Back to the titular subject: writing troubles.
For quite a while now, I’ve been stuck in some sort of loop regarding my goals as a writer. The main question, for a long time, was whether I wanted to focus on collaborative writing or put that aside for solitary work – and if I did do that, how would I go about it? I hate disappointing people, but I know that my inattention and frustration with collaborative writing is frustrating as it is. So I’ve come to a temporary solution of mentally extricating certain characters from their collaborative settings and putting them in frames that are entirely my own. If I still happen to want to use them for RP, I can. If I want to use them for fiction, I can do so in freedom.
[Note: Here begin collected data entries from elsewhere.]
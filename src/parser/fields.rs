use std::collections::BTreeMap;
use std::sync::LazyLock;

use regex::Regex;

use super::blocks::find_sub_block;

/// `name="value"` at the start of the remaining line; `\"` does not end the value.
static ASSIGNMENT_RE: LazyLock<Regex> =
    LazyLock::new(|| Regex::new(r#"^([A-Za-z_][A-Za-z0-9_]*)="((?:[^"\\]|\\.)*)""#).unwrap());

#[derive(Debug, Clone, Copy, PartialEq, Eq)]
pub enum Arity {
    /// First occurrence wins.
    Single,
    /// Every occurrence, in encounter order.
    Multi,
}

#[derive(Debug, Clone, Copy, PartialEq, Eq)]
pub struct FieldSpec {
    pub name: &'static str,
    pub arity: Arity,
    /// Whether `name=""` counts as an occurrence.
    pub allow_empty: bool,
}

impl FieldSpec {
    pub const fn single(name: &'static str) -> Self {
        FieldSpec {
            name,
            arity: Arity::Single,
            allow_empty: false,
        }
    }

    pub const fn multi(name: &'static str) -> Self {
        FieldSpec {
            name,
            arity: Arity::Multi,
            allow_empty: false,
        }
    }

    pub const fn allowing_empty(self) -> Self {
        FieldSpec {
            allow_empty: true,
            ..self
        }
    }
}

/// Field values pulled out of one block.
#[derive(Debug, Clone, Default, PartialEq, Eq)]
pub struct Record {
    values: BTreeMap<&'static str, Vec<String>>,
}

impl Record {
    pub fn first(&self, name: &str) -> Option<&str> {
        self.values
            .get(name)
            .and_then(|v| v.first())
            .map(String::as_str)
    }

    pub fn all(&self, name: &str) -> &[String] {
        self.values.get(name).map(Vec::as_slice).unwrap_or(&[])
    }

    pub fn take(&mut self, name: &str) -> Vec<String> {
        self.values.remove(name).unwrap_or_default()
    }

    fn push(&mut self, spec: &FieldSpec, value: &str) {
        let slot = self.values.entry(spec.name).or_default();
        if spec.arity == Arity::Multi || slot.is_empty() {
            slot.push(value.to_string());
        }
    }
}

/// Line-anchored extraction of `specs` from a block body.
///
/// Every trimmed line is read as a run of `name="value"` assignments from its
/// start; the run ends at the first token that is not one (`# comment`,
/// `species={`). Lines inside nested groups are read the same way.
pub fn extract_fields(body: &str, specs: &[FieldSpec]) -> Record {
    let mut record = Record::default();
    for line in body.lines() {
        for (name, value) in assignments(line) {
            let Some(spec) = specs.iter().find(|s| s.name == name) else {
                continue;
            };
            if value.is_empty() && !spec.allow_empty {
                continue;
            }
            record.push(spec, value);
        }
    }
    record
}

/// Single-valued lookup of `spec` inside the `sub_block = { ... }` group of
/// `body`.
pub fn extract_nested(body: &str, sub_block: &str, spec: FieldSpec) -> Option<String> {
    let block = find_sub_block(body, sub_block)?;
    let spec = FieldSpec {
        arity: Arity::Single,
        ..spec
    };
    extract_fields(block.body, &[spec])
        .take(spec.name)
        .into_iter()
        .next()
}

/// The leading `name="value"` assignments of one line.
pub fn assignments(line: &str) -> Vec<(&str, &str)> {
    let mut found = Vec::new();
    let mut rest = line.trim();
    while let Some(caps) = ASSIGNMENT_RE.captures(rest) {
        let (Some(whole), Some(name), Some(value)) = (caps.get(0), caps.get(1), caps.get(2)) else {
            break;
        };
        found.push((name.as_str(), value.as_str()));
        rest = rest[whole.end()..].trim_start();
    }
    found
}
//! Blank-line stripping for design files.

use std::fs::{self, File};
use std::io::{self, BufRead, BufReader, BufWriter, Write};
use std::path::Path;

use anyhow::Context;
use tracing::{debug, info};

use crate::fsutil::replace_file;

/// Copy `reader` to `writer` without lines that are empty or whitespace-only.
///
/// Kept lines keep their own terminator (`\n`, `\r\n` or none on the last
/// line). Returns the number of dropped lines.
pub fn strip_empty_lines<R: BufRead, W: Write + ?Sized>(mut reader: R, writer: &mut W) -> io::Result<usize> {
    let mut line = String::new();
    let mut dropped = 0;
    loop {
        line.clear();
        if reader.read_line(&mut line)? == 0 {
            break;
        }
        if line.trim().is_empty() {
            dropped += 1;
        } else {
            writer.write_all(line.as_bytes())?;
        }
    }
    writer.flush()?;
    Ok(dropped)
}

/// Both paths name the same existing file.
fn same_file(a: &Path, b: &Path) -> bool {
    match (fs::canonicalize(a), fs::canonicalize(b)) {
        (Ok(a), Ok(b)) => a == b,
        _ => false,
    }
}

fn open(path: &Path) -> anyhow::Result<BufReader<File>> {
    let file = File::open(path).with_context(|| format!("opening '{}'", path.display()))?;
    Ok(BufReader::new(file))
}

/// stdin → stdout, file → stdout, file → file, or file rewritten in place when
/// both paths point to the same file.
pub fn run(input: Option<&Path>, output: Option<&Path>) -> anyhow::Result<()> {
    let dropped = match (input, output) {
        (None, _) => {
            let stdout = io::stdout();
            strip_empty_lines(io::stdin().lock(), &mut BufWriter::new(stdout.lock()))
                .context("filtering stdin")?
        }
        (Some(input), None) => {
            let stdout = io::stdout();
            strip_empty_lines(open(input)?, &mut BufWriter::new(stdout.lock()))
                .with_context(|| format!("filtering '{}'", input.display()))?
        }
        (Some(input), Some(output)) if same_file(input, output) => {
            let reader = open(input)?;
            let mut dropped = 0;
            replace_file(input, |w| {
                dropped = strip_empty_lines(reader, w)?;
                Ok(())
            })
            .with_context(|| format!("rewriting '{}' in place", input.display()))?;
            info!(path = %input.display(), "rewrote in place");
            dropped
        }
        (Some(input), Some(output)) => {
            let reader = open(input)?;
            let file = File::create(output)
                .with_context(|| format!("creating '{}'", output.display()))?;
            strip_empty_lines(reader, &mut BufWriter::new(file))
                .with_context(|| format!("writing '{}'", output.display()))?
        }
    };
    debug!(dropped, "empty lines removed");
    Ok(())
}

#[cfg(test)]
mod tests {
    use super::*;

    fn strip(text: &str) -> (String, usize) {
        let mut out = Vec::new();
        let dropped = strip_empty_lines(text.as_bytes(), &mut out).unwrap();
        (String::from_utf8(out).unwrap(), dropped)
    }

    #[test]
    fn drops_blank_and_whitespace_lines() {
        assert_eq!(strip("a\n\n  \t\nb\n"), ("a\nb\n".to_string(), 2));
    }

    #[test]
    fn keeps_line_terminators() {
        assert_eq!(strip("a\r\n\r\nb"), ("a\r\nb".to_string(), 1));
        assert_eq!(strip("  indented  \n"), ("  indented  \n".to_string(), 0));
    }

    #[test]
    fn empty_input() {
        assert_eq!(strip(""), (String::new(), 0));
        assert_eq!(strip("\n\n"), (String::new(), 2));
    }

    #[test]
    fn file_to_file() {
        let dir = tempfile::tempdir().unwrap();
        let input = dir.path().join("in.txt");
        let output = dir.path().join("out.txt");
        fs::write(&input, "{\n\n key=\"A\"\n\n}\n").unwrap();

        run(Some(&input), Some(&output)).unwrap();
        assert_eq!(fs::read_to_string(&output).unwrap(), "{\n key=\"A\"\n}\n");
        assert_eq!(fs::read_to_string(&input).unwrap(), "{\n\n key=\"A\"\n\n}\n");
    }

    #[test]
    fn same_path_rewrites_in_place() {
        let dir = tempfile::tempdir().unwrap();
        let path = dir.path().join("designs.txt");
        fs::write(&path, "a\n\nb\n").unwrap();
        let alias = dir.path().join(".").join("designs.txt");

        run(Some(&path), Some(&alias)).unwrap();
        assert_eq!(fs::read_to_string(&path).unwrap(), "a\nb\n");
        let names: Vec<_> = fs::read_dir(dir.path()).unwrap().collect();
        assert_eq!(names.len(), 1);
    }

    #[test]
    fn missing_input_is_an_error() {
        let dir = tempfile::tempdir().unwrap();
        let missing = dir.path().join("missing.txt");
        let output = dir.path().join("out.txt");
        assert!(run(Some(&missing), Some(&output)).is_err());
        assert!(!output.exists());
    }
}
use std::io;
use std::path::PathBuf;

use thiserror::Error;

/// Failures of a report run that the caller has to handle.
#[derive(Debug, Error)]
pub enum ReportError {
    #[error("failed to read '{path}': {source}")]
    Read {
        path: PathBuf,
        #[source]
        source: io::Error,
    },
    #[error("failed to write '{path}': {source}")]
    Write {
        path: PathBuf,
        #[source]
        source: io::Error,
    },
    #[error("configuration error: {0}")]
    Config(#[from] config::ConfigError),
    #[error("invalid report delimiter {0:?}: expected one ASCII character other than ';'")]
    Delimiter(String),
    #[error("could not ask for confirmation: {0}")]
    Prompt(#[source] io::Error),
}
But now that I have that degree of flexibility, I’m having issues that require a lot more grit to work through. There are currently two novels (or perhaps novellas) that I’d like to write. One project is thematic, speculative, conceptual, and very organized. It has been consistently progressing since I conceived of it, and so far I’m pleased.
The other is this tangled nest of characters that have unwittingly become refugees, each from someplace different. When writing collaboratively, I try to give my characters plenty of distance from one another, so very few of these people are linked. I really would like to put them all into a cohesive work of fiction, but how do I decide things like central character (if any)? Plot (if any)? Overarching theme (this is the minimum necessary in my eyes)?
I really don’t know yet, and it worries me to think that I have all these psychologically beautiful little creations with no use to them. Hopefully that won’t be the case.
And of course, there’s the constant issue of style. Some days I love my style of writing, some days I hate it. Most days of late I think of it as something that can’t immediately be helped – like shitty plumbing or a summer that goes on too long. It’s definitely at an awkward point, but what can I do aside from stand back and let it grow? Keep writing. That’s about it.


Do you have more of that story you showed me?
The sci-fi-ish one? I think I made a bit of progress since we last chatted~ I definitely have more of it planned out!